CS6400 Test4

8Dec - by qkim0x01 - 0 - In /Classes
Normalization
  • Normalize
    • Database are forever
    • EER diagrams may go missing
    • Never know what’s in database
  • What’s it all about?
    • Given a relation and a set of functional dependencies
    • Given an Email we know the Birthyear
      • Email -> BirthYear
    • Given an Email and Interest we know the SinceAge
      • Email, Interest -> SinceAge
    • How do we normalize the relation without information loss and so that the functional dependencies can be enforced?
  • The rules
    • No redundancy of facts
    • No cluttering of facts
    • Must preserve information
    • Must preserve functional dependencies
  • Not a relation – NF2
    • Multi-value
      • Pulling all the multi-value for the entry is not a relation (not atomic)

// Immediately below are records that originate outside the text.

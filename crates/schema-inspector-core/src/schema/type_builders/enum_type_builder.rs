use crate::ast;
use crate::loc;
use crate::schema::EnumType;
use crate::schema::SchemaBuildError;
use crate::schema::SchemaType;
use crate::schema::SchemaTypeKind;
use crate::schema::TypesMapBuilder;
use crate::schema::type_builders::TypeBuilder;
use crate::schema::type_builders::TypeBuilderHelpers;
use inherent::inherent;
use std::path::Path;
use std::path::PathBuf;

type Result<T> = std::result::Result<T, SchemaBuildError>;

#[derive(Debug)]
pub(crate) struct EnumTypeBuilder {
    extensions: Vec<(Option<PathBuf>, ast::schema::EnumTypeExtension)>,
}
impl EnumTypeBuilder {
    pub fn new() -> Self {
        Self {
            extensions: vec![],
        }
    }

    fn merge_type_extension(
        type_: &mut EnumType,
        ext: ast::schema::EnumTypeExtension,
    ) {
        for ext_val in ext.values {
            if !type_.values.contains(&ext_val.name) {
                type_.values.push(ext_val.name);
            }
        }
    }
}

#[inherent]
impl TypeBuilder for EnumTypeBuilder {
    type AstTypeDef = ast::schema::EnumType;
    type AstTypeExtension = ast::schema::EnumTypeExtension;

    pub(crate) fn finalize(mut self, types_builder: &mut TypesMapBuilder) -> Result<()> {
        for (ext_path, ext) in self.extensions.drain(..) {
            let ext_path = ext_path.as_deref();
            match types_builder.get_type_mut(ext.name.as_str()) {
                Some(SchemaType::Enum(enum_type)) =>
                    Self::merge_type_extension(enum_type, ext),

                Some(non_enum_type) =>
                    return Err(TypeBuilderHelpers::invalid_extension(
                        ext.name.as_str(),
                        non_enum_type,
                        SchemaTypeKind::Enum,
                        ext_path,
                        ext.position,
                    )),

                None =>
                    return Err(TypeBuilderHelpers::undefined_extension(
                        ext.name.as_str(),
                        ext_path,
                        ext.position,
                    )),
            }
        }
        Ok(())
    }

    pub(crate) fn visit_type_def(
        &mut self,
        types_builder: &mut TypesMapBuilder,
        file_path: Option<&Path>,
        def: <Self as TypeBuilder>::AstTypeDef,
    ) -> Result<()> {
        let def_location: loc::SourceLocation =
            loc::FilePosition::from_pos(file_path, def.position).into();

        types_builder.add_new_type(
            def.name.as_str(),
            &def_location,
            SchemaType::Enum(EnumType {
                def_location: def_location.to_owned(),
                name: def.name.to_string(),
                values: def.values.into_iter().map(|val| val.name).collect(),
            }),
        )
    }

    pub(crate) fn visit_type_extension(
        &mut self,
        types_builder: &mut TypesMapBuilder,
        file_path: Option<&Path>,
        ext: <Self as TypeBuilder>::AstTypeExtension,
    ) -> Result<()> {
        match types_builder.get_type_mut(ext.name.as_str()) {
            Some(SchemaType::Enum(enum_type)) => {
                Self::merge_type_extension(enum_type, ext);
                Ok(())
            },

            Some(non_enum_type) =>
                Err(TypeBuilderHelpers::invalid_extension(
                    ext.name.as_str(),
                    non_enum_type,
                    SchemaTypeKind::Enum,
                    file_path,
                    ext.position,
                )),

            None => {
                self.extensions.push((file_path.map(Path::to_path_buf), ext));
                Ok(())
            },
        }
    }
}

    • Iterate the multi-value and pull each row -> now it’s a relation
  • Relation with problems
    • Redundancy
      • There are same entries for user1
      • Redundancy may cause inconsistency if an entry is updated
    • Insertion anomaly
      • If we insert a new RegularUser without any Interest, then we must insert NULL values for Interest and SinceAge
      • If we insert a pair of BirthYear and Salary then we must insert NULL values for Email, Insert, SinceAge, and CurrentCity
    • Deletion anomaly
      • If we delete user12@gatech.edu, then we lose the fact that when BirthYear is 1974 then the salary is 38000
    • Update anomaly
      • If we update the CurrentCity of a RegularUser, then we must do it in multiple times
      • If I update BirthYear, then we must update Salary
  • Information loss
    • Try to decompose a table into multiple tables so the function dependencies can be enforced without problem
    • If we decompose RegularUser into two relations, then we could get too many rows back when we combine them
      • When we combine tables, we get more tuples that it’s supposed to have
        • Getting more information does not reflect fact in reality
          • -> information loss
  • Dependency loss
    • If we decompose RegularUser into two relations, then we cannot enforce the functional dependencies that are split between the two relations
      • Since Email and Salary do not coexists in same table, we cannot enforce them
  • Perfect
    • No redundancy
      • No inconsistent data
    • No insertion anomalies
      • Because the facts represented by functions dependencies are separated in different tables
    • No deletion anomalies
      • Because you can delete one fact without deleting other facts for particular user
    • No update anomalies
      • Because information are not redundant
    • No information loss
      • None of the join will create additional rows
    • No dependency loss
      • Separate relation for each function dependencies
    • But, how do we get there?
  • Functional dependencies
    • Let X and Y be sets of attributes of R, Y is “functionally dependent” on X in R iff for each x in R.X, there is precisely one y in R.Y
      • Email -> CurrentCity
        • There is only one CurrentCity for one Email
      • Email, Interest -> SinceAge
  • Full functional dependencies
    • Let X and Y be sets of attributes of R, Y is “fully functionally dependent” on X in R iff Y is functional dependent on X and Y is not functional dependent on any proper set of X
    • Email, Interest -> SinceAge
      • Full dependent
      • Both Email and Interest is required
    • Email, Interest -> CurrentCity
      • Because CurrentCity is dependent on Email alone
  • Functional Dependencies and Keys
    • We use “keys” to enforce full functional dependencies, X->Y
    • In a relation, the values of the keys are unique
    • That’s why it enforces a function!
    • Email, Interest -> SinceAge
      • make Email and Interest as key
  • Overview of Normal Forms
    • The whole set of data structure is called non first normal form
      • NF2
    • 1NF > 2NF > 3NF > BCNF (Boyce-codd normal formulation)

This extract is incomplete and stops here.